[Opening Input for this task section]

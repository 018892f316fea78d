//! Orchestrator trait and the Groq chat-completions implementation

use async_trait::async_trait;
use serde::{Deserialize, Serialize};

use crate::{
    error::{Error, Result},
    models::{DEFAULT_TEXT_MODEL, DEFAULT_VISION_MODEL},
    types::HistoryEntry,
};

/// Default Groq API endpoint (OpenAI-compatible)
pub const DEFAULT_BASE_URL: &str = "https://api.groq.com/openai/v1";

const DEFAULT_SYSTEM_PROMPT: &str = "You are a power systems analysis assistant. \
You help with power flow analysis, bus voltage calculations, system loss analysis, \
and general power system questions. When an image is provided, analyze it in the \
context of the user's question. Show intermediate steps for numeric work.";

/// The reasoning capability consumed by the chat front-end.
///
/// Given the current prompt, an optional encoded image, and the windowed
/// conversation history, produce a textual answer. Implementations may call a
/// hosted model, run a numeric solver, or search the web; callers only see
/// the answer or an [`Error`].
#[async_trait]
pub trait Orchestrate: Send + Sync {
    async fn invoke(
        &self,
        prompt: &str,
        image: Option<&str>,
        history: &[HistoryEntry],
    ) -> Result<String>;
}

/// Groq-backed orchestrator using the OpenAI-compatible chat completions API.
///
/// Text-only requests go to the configured text model; requests carrying an
/// image go to the vision model, with the image inlined as a base64 data URL.
pub struct GroqOrchestrator {
    client: reqwest::Client,
    api_key: String,
    base_url: String,
    text_model: String,
    vision_model: String,
    system_prompt: String,
}

impl GroqOrchestrator {
    /// Create a new orchestrator with an API key
    pub fn new(api_key: impl Into<String>) -> Self {
        Self {
            client: reqwest::Client::new(),
            api_key: api_key.into(),
            base_url: DEFAULT_BASE_URL.to_string(),
            text_model: DEFAULT_TEXT_MODEL.to_string(),
            vision_model: DEFAULT_VISION_MODEL.to_string(),
            system_prompt: DEFAULT_SYSTEM_PROMPT.to_string(),
        }
    }

    /// Create from the GROQ_API_KEY environment variable
    pub fn from_env() -> Result<Self> {
        let api_key = std::env::var("GROQ_API_KEY").map_err(|_| Error::InvalidApiKey)?;
        Ok(Self::new(api_key))
    }

    /// Override the API base URL
    pub fn with_base_url(mut self, base_url: impl Into<String>) -> Self {
        self.base_url = base_url.into();
        self
    }

    /// Override the text model
    pub fn with_text_model(mut self, model: impl Into<String>) -> Self {
        self.text_model = model.into();
        self
    }

    /// Override the vision model
    pub fn with_vision_model(mut self, model: impl Into<String>) -> Self {
        self.vision_model = model.into();
        self
    }

    /// Override the system prompt
    pub fn with_system_prompt(mut self, prompt: impl Into<String>) -> Self {
        self.system_prompt = prompt.into();
        self
    }

    fn build_request(
        &self,
        prompt: &str,
        image: Option<&str>,
        history: &[HistoryEntry],
    ) -> ChatRequest {
        let mut messages = Vec::with_capacity(history.len() + 2);

        messages.push(WireMessage {
            role: "system".to_string(),
            content: WireContent::Text(self.system_prompt.clone()),
        });

        for entry in history {
            messages.push(WireMessage {
                role: entry.role.as_str().to_string(),
                content: WireContent::Text(entry.content.clone()),
            });
        }

        // The current prompt is the final user message. An attached image is
        // inlined next to it; history never carries images.
        let (model, content) = match image {
            Some(encoded) => (
                self.vision_model.clone(),
                WireContent::Parts(vec![
                    ContentPart::Text {
                        text: prompt.to_string(),
                    },
                    ContentPart::ImageUrl {
                        image_url: ImageUrl {
                            url: format!("data:image/png;base64,{}", encoded),
                        },
                    },
                ]),
            ),
            None => (self.text_model.clone(), WireContent::Text(prompt.to_string())),
        };

        messages.push(WireMessage {
            role: "user".to_string(),
            content,
        });

        ChatRequest {
            model,
            messages,
            temperature: None,
            stream: false,
        }
    }
}

#[async_trait]
impl Orchestrate for GroqOrchestrator {
    async fn invoke(
        &self,
        prompt: &str,
        image: Option<&str>,
        history: &[HistoryEntry],
    ) -> Result<String> {
        let request = self.build_request(prompt, image, history);
        let url = format!("{}/chat/completions", self.base_url);

        tracing::debug!(
            model = %request.model,
            history_len = history.len(),
            has_image = image.is_some(),
            "sending orchestrator request"
        );

        let response = self
            .client
            .post(&url)
            .bearer_auth(&self.api_key)
            .json(&request)
            .send()
            .await?;

        let status = response.status();
        if status == reqwest::StatusCode::TOO_MANY_REQUESTS {
            let retry_after = response
                .headers()
                .get("retry-after")
                .and_then(|v| v.to_str().ok())
                .and_then(|v| v.parse().ok());
            return Err(Error::RateLimited { retry_after });
        }
        if !status.is_success() {
            let body = response.text().await.unwrap_or_default();
            return Err(match serde_json::from_str::<ErrorBody>(&body) {
                Ok(parsed) => Error::api(parsed.error.error_type, parsed.error.message),
                Err(_) => Error::api(status.as_str().to_string(), body),
            });
        }

        let parsed: ChatResponse = response.json().await?;
        parsed
            .choices
            .into_iter()
            .next()
            .and_then(|c| c.message.content)
            .ok_or_else(|| Error::UnexpectedResponse("response contained no choices".to_string()))
    }
}

// ============================================================================
// Wire types
// ============================================================================

#[derive(Debug, Serialize)]
struct ChatRequest {
    model: String,
    messages: Vec<WireMessage>,
    #[serde(skip_serializing_if = "Option::is_none")]
    temperature: Option<f32>,
    stream: bool,
}

#[derive(Debug, Serialize)]
struct WireMessage {
    role: String,
    content: WireContent,
}

#[derive(Debug, Serialize)]
#[serde(untagged)]
enum WireContent {
    Text(String),
    Parts(Vec<ContentPart>),
}

#[derive(Debug, Serialize)]
#[serde(tag = "type", rename_all = "snake_case")]
enum ContentPart {
    Text { text: String },
    ImageUrl { image_url: ImageUrl },
}

#[derive(Debug, Serialize)]
struct ImageUrl {
    url: String,
}

#[derive(Debug, Deserialize)]
struct ChatResponse {
    choices: Vec<Choice>,
}

#[derive(Debug, Deserialize)]
struct Choice {
    message: ResponseMessage,
}

#[derive(Debug, Deserialize)]
struct ResponseMessage {
    content: Option<String>,
}

#[derive(Debug, Deserialize)]
struct ErrorBody {
    error: ApiError,
}

#[derive(Debug, Deserialize)]
struct ApiError {
    #[serde(rename = "type", default)]
    error_type: String,
    message: String,
}
//! gridtalk - power system analysis chat assistant

mod config;
mod ui;

use std::sync::Arc;

use clap::Parser;
use gridtalk_ai::GroqOrchestrator;
use gridtalk_chat::{TurnLoop, TurnLoopConfig, one_shot};
use gridtalk_tui::Theme;

/// gridtalk - power system analysis chat assistant
#[derive(Parser, Debug)]
#[command(name = "gridtalk")]
#[command(author, version, about, long_about = None)]
struct Args {
    /// Model for text-only requests
    #[arg(short, long)]
    model: Option<String>,

    /// Model for requests carrying an image
    #[arg(long)]
    vision_model: Option<String>,

    /// API base URL
    #[arg(long)]
    base_url: Option<String>,

    /// Number of history turns sent to the backend
    #[arg(long)]
    history_limit: Option<usize>,

    /// Pending-image policy (retain, consume-once)
    #[arg(long)]
    image_retention: Option<String>,

    /// Run in non-interactive mode with a single prompt
    #[arg(short = 'c', long)]
    command: Option<String>,

    /// Use the light theme
    #[arg(long)]
    light: bool,

    /// Verbose output
    #[arg(short, long)]
    verbose: bool,

    /// Initialize config file
    #[arg(long)]
    init_config: bool,
}

#[tokio::main]
async fn main() -> anyhow::Result<()> {
    let args = Args::parse();

    // Setup tracing
    if args.verbose {
        tracing_subscriber::fmt()
            .with_env_filter("gridtalk=debug")
            .init();
    }

    // Initialize config and exit
    if args.init_config {
        match config::Config::init() {
            Ok(path) => {
                println!("Config file created at: {}", path.display());
                println!("\nExample config:\n{}", config::example_config());
            }
            Err(e) => {
                eprintln!("Error creating config: {}", e);
                std::process::exit(1);
            }
        }
        return Ok(());
    }

    // Load config file; CLI args take precedence
    let cfg = config::Config::load();
    tracing::debug!(path = %config::Config::config_path().display(), "config loaded");

    let Some(api_key) = cfg.get_api_key() else {
        eprintln!("Error: no API key found.");
        eprintln!();
        eprintln!("Set GROQ_API_KEY, or add api_key to {}", config::Config::config_path().display());
        std::process::exit(1);
    };

    let mut orchestrator = GroqOrchestrator::new(api_key);
    if let Some(model) = args.model.or(cfg.model.clone()) {
        orchestrator = orchestrator.with_text_model(model);
    }
    if let Some(model) = args.vision_model.or(cfg.vision_model.clone()) {
        orchestrator = orchestrator.with_vision_model(model);
    }
    if let Some(base_url) = args.base_url.or(cfg.base_url.clone()) {
        orchestrator = orchestrator.with_base_url(base_url);
    }
    let orchestrator = Arc::new(orchestrator);

    // Non-interactive one-shot mode: a raw prompt in, the reply out
    if let Some(prompt) = args.command {
        let reply = one_shot(orchestrator, &prompt).await?;
        println!("{}", reply);
        return Ok(());
    }

    let loop_config = TurnLoopConfig {
        history_limit: args.history_limit.or(cfg.history_limit).unwrap_or(6),
        image_retention: args
            .image_retention
            .as_deref()
            .map(|s| config::parse_retention(Some(s)))
            .unwrap_or_else(|| cfg.image_retention()),
    };

    let theme = if args.light || cfg.theme.as_deref() == Some("light") {
        Theme::light()
    } else {
        Theme::dark()
    };

    let turns = TurnLoop::new(loop_config, orchestrator);
    ui::run(turns, theme).await
}
//! gridtalk-ai: Reasoning backend interface
//!
//! This crate defines the narrow interface between the chat front-end and the
//! reasoning backend ("orchestrator"), plus a Groq-hosted implementation of it.

pub mod error;
pub mod models;
pub mod orchestrator;
pub mod types;

pub use error::{Error, Result};
pub use orchestrator::{GroqOrchestrator, Orchestrate};
pub use types::*;
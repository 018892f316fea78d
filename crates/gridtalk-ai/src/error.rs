//! Error types for gridtalk-ai

use thiserror::Error;

/// Result type alias using gridtalk-ai Error
pub type Result<T> = std::result::Result<T, Error>;

/// Errors that can occur when calling the reasoning backend
#[derive(Error, Debug)]
pub enum Error {
    /// HTTP request failed
    #[error("HTTP error: {0}")]
    Http(#[from] reqwest::Error),

    /// JSON serialization/deserialization failed
    #[error("JSON error: {0}")]
    Json(#[from] serde_json::Error),

    /// API returned an error response
    #[error("API error: {message} (type: {error_type})")]
    Api { error_type: String, message: String },

    /// Rate limit exceeded
    #[error("Rate limited: retry after {retry_after:?} seconds")]
    RateLimited { retry_after: Option<u64> },

    /// Invalid API key
    #[error("Invalid or missing API key")]
    InvalidApiKey,

    /// Unexpected response format
    #[error("Unexpected response: {0}")]
    UnexpectedResponse(String),
}

impl Error {
    /// Create an API error from type and message
    pub fn api(error_type: impl Into<String>, message: impl Into<String>) -> Self {
        Self::Api {
            error_type: error_type.into(),
            message: message.into(),
        }
    }

    /// Check if this error is retryable
    pub fn is_retryable(&self) -> bool {
        match self {
            Error::Http(_) | Error::RateLimited { .. } => true,
            Error::Api {
                error_type,
                message,
            } => {
                let et = error_type.to_lowercase();
                let msg = message.to_lowercase();
                et.contains("rate_limit")
                    || et.contains("overloaded")
                    || msg.contains("rate limit")
                    || msg.contains("overloaded")
                    || msg.contains("too many requests")
            }
            _ => false,
        }
    }
}

#[cfg(test)]
mod tests {
    use super::*;

    #[test]
    fn test_retryable_rate_limited() {
        assert!(Error::RateLimited { retry_after: Some(5) }.is_retryable());
        assert!(Error::RateLimited { retry_after: None }.is_retryable());
    }

    #[test]
    fn test_retryable_api_rate_limit_error_type() {
        let e = Error::api("rate_limit_error", "You have exceeded the rate limit");
        assert!(e.is_retryable());
    }

    #[test]
    fn test_retryable_api_overloaded_message() {
        let e = Error::api("server_error", "API is overloaded right now");
        assert!(e.is_retryable());
    }

    #[test]
    fn test_not_retryable_api_auth() {
        let e = Error::api("authentication_error", "Invalid API key");
        assert!(!e.is_retryable());
    }

    #[test]
    fn test_not_retryable_other() {
        assert!(!Error::InvalidApiKey.is_retryable());
        assert!(!Error::UnexpectedResponse("empty choices".into()).is_retryable());
    }
}
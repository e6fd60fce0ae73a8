use super::Config;
use crate::error::AppError;
use std::path::Path;

/// Validates the configuration settings
///
/// # Validation Rules
/// - API key cannot be empty
/// - API base URL and database URL must look like a URL or domain name
/// - Database URL and key must be set together
/// - If log file path is provided, it cannot be empty
/// - Log file path parent directory must exist or be creatable
pub fn validate_config(config: &Config) -> Result<(), AppError> {
    if config.api_key.trim().is_empty() {
        return Err(AppError::config_error("API key cannot be empty"));
    }

    validate_url("API base URL", &config.api_base_url)?;

    match (&config.database_url, &config.database_key) {
        (Some(url), Some(_)) => validate_url("Database URL", url)?,
        (None, None) => {}
        _ => {
            return Err(AppError::config_error(
                "Database URL and database key must be configured together",
            ));
        }
    }

    if let Some(log_path) = &config.log_file_path {
        if log_path.is_empty() {
            return Err(AppError::config_error("Log file path cannot be empty"));
        }

        if let Some(parent) = Path::new(log_path).parent()
            && !parent.as_os_str().is_empty()
            && !parent.exists()
        {
            std::fs::create_dir_all(parent).map_err(|e| {
                AppError::config_error(format!(
                    "Cannot create log directory '{}': {}",
                    parent.display(),
                    e
                ))
            })?;
        }
    }

    Ok(())
}

fn validate_url(label: &str, url: &str) -> Result<(), AppError> {
    if url.is_empty() {
        return Err(AppError::config_error(format!("{label} cannot be empty")));
    }

    if !url.starts_with("http://")
        && !url.starts_with("https://")
        && !url.contains('.')
        && !url.starts_with("localhost")
    {
        return Err(AppError::config_error(format!(
            "{label} must be a valid URL or domain name"
        )));
    }

    Ok(())
}
use thiserror::Error;

#[derive(Debug, Error)]
pub enum AppError {
    #[error("Failed to fetch data from API: {0}")]
    ApiFetch(#[from] reqwest::Error),

    #[error("Failed to parse API response: {0}")]
    ApiParse(#[from] serde_json::Error),

    // Transport errors: the service answered with a non-success HTTP status
    #[error("API request not found (404): {url}")]
    ApiNotFound { url: String },

    #[error("API server error ({status}): {message} (URL: {url})")]
    ApiServerError {
        status: u16,
        message: String,
        url: String,
    },

    #[error("API client error ({status}): {message} (URL: {url})")]
    ApiClientError {
        status: u16,
        message: String,
        url: String,
    },

    #[error("API rate limit exceeded (429): {message} (URL: {url})")]
    ApiRateLimit { message: String, url: String },

    #[error("API service unavailable ({status}): {message} (URL: {url})")]
    ApiServiceUnavailable {
        status: u16,
        message: String,
        url: String,
    },

    // Network-specific errors
    #[error("Network timeout while fetching data from: {url}")]
    NetworkTimeout { url: String },

    #[error("Connection failed to: {url} - {message}")]
    NetworkConnection { url: String, message: String },

    // The service answered 200 but reported errors inside the envelope
    #[error("API reported errors: {errors} (URL: {url})")]
    ApiUpstream { errors: String, url: String },

    // Data parsing and validation errors
    #[error("API returned malformed JSON: {message} (URL: {url})")]
    ApiMalformedJson { message: String, url: String },

    #[error("API returned unexpected data structure: {message} (URL: {url})")]
    ApiUnexpectedStructure { message: String, url: String },

    #[error("API returned empty or missing data: {message} (URL: {url})")]
    ApiNoData { message: String, url: String },

    #[error("I/O error: {0}")]
    Io(#[from] std::io::Error),

    #[error("TOML serialization error: {0}")]
    TomlSerialize(#[from] toml::ser::Error),

    #[error("TOML deserialization error: {0}")]
    TomlDeserialize(#[from] toml::de::Error),

    #[error("Configuration error: {0}")]
    Config(String),

    #[error("Date/time parsing error: {0}")]
    DateTimeParse(String),

    #[error("Log setup error: {0}")]
    LogSetup(String),
}

impl AppError {
    /// Create a configuration error with context
    pub fn config_error(msg: impl Into<String>) -> Self {
        Self::Config(msg.into())
    }

    /// Create a date/time parsing error with context
    pub fn datetime_parse_error(msg: impl Into<String>) -> Self {
        Self::DateTimeParse(msg.into())
    }

    /// Create a log setup error with context
    pub fn log_setup_error(msg: impl Into<String>) -> Self {
        Self::LogSetup(msg.into())
    }

    /// Create an API not found error
    pub fn api_not_found(url: impl Into<String>) -> Self {
        Self::ApiNotFound { url: url.into() }
    }

    /// Create an API server error (5xx status codes)
    pub fn api_server_error(
        status: u16,
        message: impl Into<String>,
        url: impl Into<String>,
    ) -> Self {
        Self::ApiServerError {
            status,
            message: message.into(),
            url: url.into(),
        }
    }

    /// Create an API client error (4xx status codes except 404 and 429)
    pub fn api_client_error(
        status: u16,
        message: impl Into<String>,
        url: impl Into<String>,
    ) -> Self {
        Self::ApiClientError {
            status,
            message: message.into(),
            url: url.into(),
        }
    }

    /// Create an API rate limit error
    pub fn api_rate_limit(message: impl Into<String>, url: impl Into<String>) -> Self {
        Self::ApiRateLimit {
            message: message.into(),
            url: url.into(),
        }
    }

    /// Create an API service unavailable error
    pub fn api_service_unavailable(
        status: u16,
        message: impl Into<String>,
        url: impl Into<String>,
    ) -> Self {
        Self::ApiServiceUnavailable {
            status,
            message: message.into(),
            url: url.into(),
        }
    }

    /// Create a network timeout error
    pub fn network_timeout(url: impl Into<String>) -> Self {
        Self::NetworkTimeout { url: url.into() }
    }

    /// Create a network connection error
    pub fn network_connection(url: impl Into<String>, message: impl Into<String>) -> Self {
        Self::NetworkConnection {
            url: url.into(),
            message: message.into(),
        }
    }

    /// Create an error for a payload whose `errors` field was not empty
    pub fn api_upstream(errors: impl Into<String>, url: impl Into<String>) -> Self {
        Self::ApiUpstream {
            errors: errors.into(),
            url: url.into(),
        }
    }

    /// Create a malformed JSON error
    pub fn api_malformed_json(message: impl Into<String>, url: impl Into<String>) -> Self {
        Self::ApiMalformedJson {
            message: message.into(),
            url: url.into(),
        }
    }

    /// Create an unexpected data structure error
    pub fn api_unexpected_structure(message: impl Into<String>, url: impl Into<String>) -> Self {
        Self::ApiUnexpectedStructure {
            message: message.into(),
            url: url.into(),
        }
    }

    /// Create a no data error
    pub fn api_no_data(message: impl Into<String>, url: impl Into<String>) -> Self {
        Self::ApiNoData {
            message: message.into(),
            url: url.into(),
        }
    }

    /// Check if the request never produced a usable HTTP answer
    /// (non-success status, timeout, refused connection, reqwest failure).
    pub fn is_transport(&self) -> bool {
        matches!(
            self,
            AppError::ApiFetch(_)
                | AppError::ApiNotFound { .. }
                | AppError::ApiServerError { .. }
                | AppError::ApiClientError { .. }
                | AppError::ApiRateLimit { .. }
                | AppError::ApiServiceUnavailable { .. }
                | AppError::NetworkTimeout { .. }
                | AppError::NetworkConnection { .. }
        )
    }

    /// Check if the service itself reported the failure in its envelope
    pub fn is_upstream(&self) -> bool {
        matches!(self, AppError::ApiUpstream { .. })
    }

    /// Check if error indicates data not found (business logic, not technical error)
    pub fn is_not_found(&self) -> bool {
        matches!(
            self,
            AppError::ApiNotFound { .. } | AppError::ApiNoData { .. }
        )
    }
}
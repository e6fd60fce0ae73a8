use koora_teletext::{
    config::Config,
    data_fetcher::models::StatValue,
    data_fetcher::processors::{
        DayTab, LeagueGroup, MatchDetail, chart_shares, combine_statistics, date_for_tab, group_fixtures,
    },
    i18n::Language,
    testing_utils::TestDataBuilder,
    ui::views::{
        DetailPageParams, DetailTab, ListPageParams, LoadState, build_detail_page, build_list_page,
    },
};
use chrono::{Local, TimeZone};
use tempfile::tempdir;

const PRIORITY: [u32; 5] = [140, 39, 61, 200, 135];

/// Priority leagues come first in table order, the rest alphabetically.
#[test]
fn test_grouping_orders_leagues_and_fixtures() {
    let fixtures = vec![
        TestDataBuilder::fixture(1, 2, "UEFA Champions League", 300),
        TestDataBuilder::fixture(2, 39, "Premier League", 200),
        TestDataBuilder::fixture(3, 140, "La Liga", 500),
        TestDataBuilder::fixture(4, 39, "Premier League", 100),
        TestDataBuilder::fixture(5, 307, "Saudi Pro League", 50),
        TestDataBuilder::fixture(6, 140, "La Liga", 400),
    ];

    let groups = group_fixtures(fixtures, &PRIORITY);
    let league_ids: Vec<u32> = groups.iter().map(|g| g.league.id).collect();
    assert_eq!(league_ids, vec![140, 39, 307, 2]);

    // Every fixture lands in exactly one group, sorted by kickoff
    let total: usize = groups.iter().map(|g| g.fixtures.len()).sum();
    assert_eq!(total, 6);
    for group in &groups {
        assert!(
            group
                .fixtures
                .windows(2)
                .all(|w| w[0].fixture.timestamp <= w[1].fixture.timestamp)
        );
        assert!(group.fixtures.iter().all(|f| f.league.id == group.league.id));
    }
    let la_liga: Vec<u64> = groups[0].fixtures.iter().map(|f| f.fixture.id).collect();
    assert_eq!(la_liga, vec![6, 3]);
}

#[test]
fn test_grouping_empty_input() {
    assert!(group_fixtures(Vec::new(), &PRIORITY).is_empty());
}

#[test]
fn test_day_tabs_resolve_to_consecutive_dates() {
    let now = Local.with_ymd_and_hms(2024, 3, 1, 12, 0, 0).single().unwrap();
    let dates: Vec<String> = DayTab::ALL
        .iter()
        .map(|tab| date_for_tab(*tab, now))
        .collect();
    assert_eq!(dates.len(), 3);
    assert!(dates[0] < dates[1] && dates[1] < dates[2]);
}

#[test]
fn test_statistics_aggregation_fills_missing_away_values() {
    let home = TestDataBuilder::stat_set(
        1,
        &[
            ("Shots on Goal", StatValue::Number(6.0)),
            ("Ball Possession", "55%".into()),
            ("Red Cards", StatValue::Null),
        ],
    );
    let away = TestDataBuilder::stat_set(2, &[("Shots on Goal", StatValue::Number(2.0))]);

    let rows = combine_statistics(&home, &away);
    assert_eq!(rows.len(), 3);
    assert_eq!(rows[0].stat_type, "Shots on Goal");
    assert_eq!(rows[0].away, StatValue::Number(2.0));
    assert_eq!(rows[1].away, StatValue::Number(0.0));
    assert_eq!(rows[2].home, StatValue::Number(0.0));

    assert_eq!(chart_shares(&rows[0].home, &rows[0].away), (75.0, 25.0));
    assert_eq!(chart_shares(&rows[2].home, &rows[2].away), (50.0, 50.0));
}

#[test]
fn test_list_page_in_both_languages() {
    let groups = LoadState::Ready(group_fixtures(
        vec![
            TestDataBuilder::finished_fixture(1, 39, "Premier League", 3, 1),
            TestDataBuilder::live_fixture(2, 140, "La Liga", 67),
        ],
        &PRIORITY,
    ));

    for language in [Language::En, Language::Ar] {
        let page = build_list_page(ListPageParams {
            date: "2024-01-15",
            tab: Some(DayTab::Today),
            groups: &groups,
            selected: Some(1),
            language,
            interactive: false,
            loading_indicator: None,
        });
        let lines = page.plain_lines();
        assert!(lines.iter().any(|l| l.contains("La Liga")));
        assert!(lines.iter().any(|l| l.contains("3 - 1") || l.contains("3-1")));
        assert!(lines.iter().any(|l| l.contains("67'")));

        let rendered = page.render_to_string();
        assert!(rendered.contains("Premier League"));
    }
}

#[test]
fn test_list_page_error_and_empty_messages() {
    let render = |groups: &LoadState<Vec<LeagueGroup>>| {
        build_list_page(ListPageParams {
            date: "2024-01-15",
            tab: None,
            groups,
            selected: None,
            language: Language::En,
            interactive: false,
            loading_indicator: None,
        })
        .plain_lines()
        .join("\n")
    };

    assert!(render(&LoadState::Failed).contains("An error occurred while fetching data."));
    assert!(render(&LoadState::Ready(Vec::new())).contains("No matches found for this day."));
}

#[test]
fn test_detail_page_sections() {
    let fixture = TestDataBuilder::finished_fixture(7, 39, "Premier League", 2, 0);
    let detail = LoadState::Ready(MatchDetail::build(
        vec![
            TestDataBuilder::lineup(71, "4-3-3"),
            TestDataBuilder::lineup(72, "3-5-2"),
        ],
        Vec::new(),
        Some(&fixture.teams),
    ));

    let page = |tab| {
        build_detail_page(DetailPageParams {
            fixture: &fixture,
            detail: &detail,
            tab,
            language: Language::En,
            interactive: false,
            loading_indicator: None,
        })
        .plain_lines()
        .join("\n")
    };

    let lineups = page(DetailTab::Lineups);
    assert!(lineups.contains("Team 71 (4-3-3)"));
    assert!(lineups.contains("Starting XI"));
    assert!(lineups.contains("Coach: Coach 72"));

    let stats = page(DetailTab::Statistics);
    assert!(stats.contains("Statistics are not available."));
}

#[tokio::test]
async fn test_config_roundtrip_through_file() {
    let dir = tempdir().unwrap();
    let path = dir.path().join("nested").join("config.toml");
    let path = path.to_str().unwrap();

    let config = Config {
        api_key: "secret-key".to_string(),
        log_file_path: Some("/tmp/koora.log".to_string()),
        database_url: Some("https://db.example.com".to_string()),
        database_key: Some("db-key".to_string()),
        priority_league_ids: vec![200, 39],
        ..Config::default()
    };
    config.save_to_path(path).await.unwrap();

    let loaded = Config::load_from_path(path).await.unwrap();
    assert_eq!(loaded.api_key, "secret-key");
    assert_eq!(loaded.priority_league_ids, vec![200, 39]);
    assert!(loaded.has_database());
    assert!(loaded.api_base_url.starts_with("https://"));
}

[Closing Input for this task section]

# [Assignment]
Copy each line of the records containing the string "const".

# [Task result]
pub const DEFAULT_BASE_URL: &str = "https://api.groq.com/openai/v1";
const DEFAULT_SYSTEM_PROMPT: &str = "You are a power systems analysis assistant. \
const PRIORITY: [u32; 5] = [140, 39, 61, 200, 135];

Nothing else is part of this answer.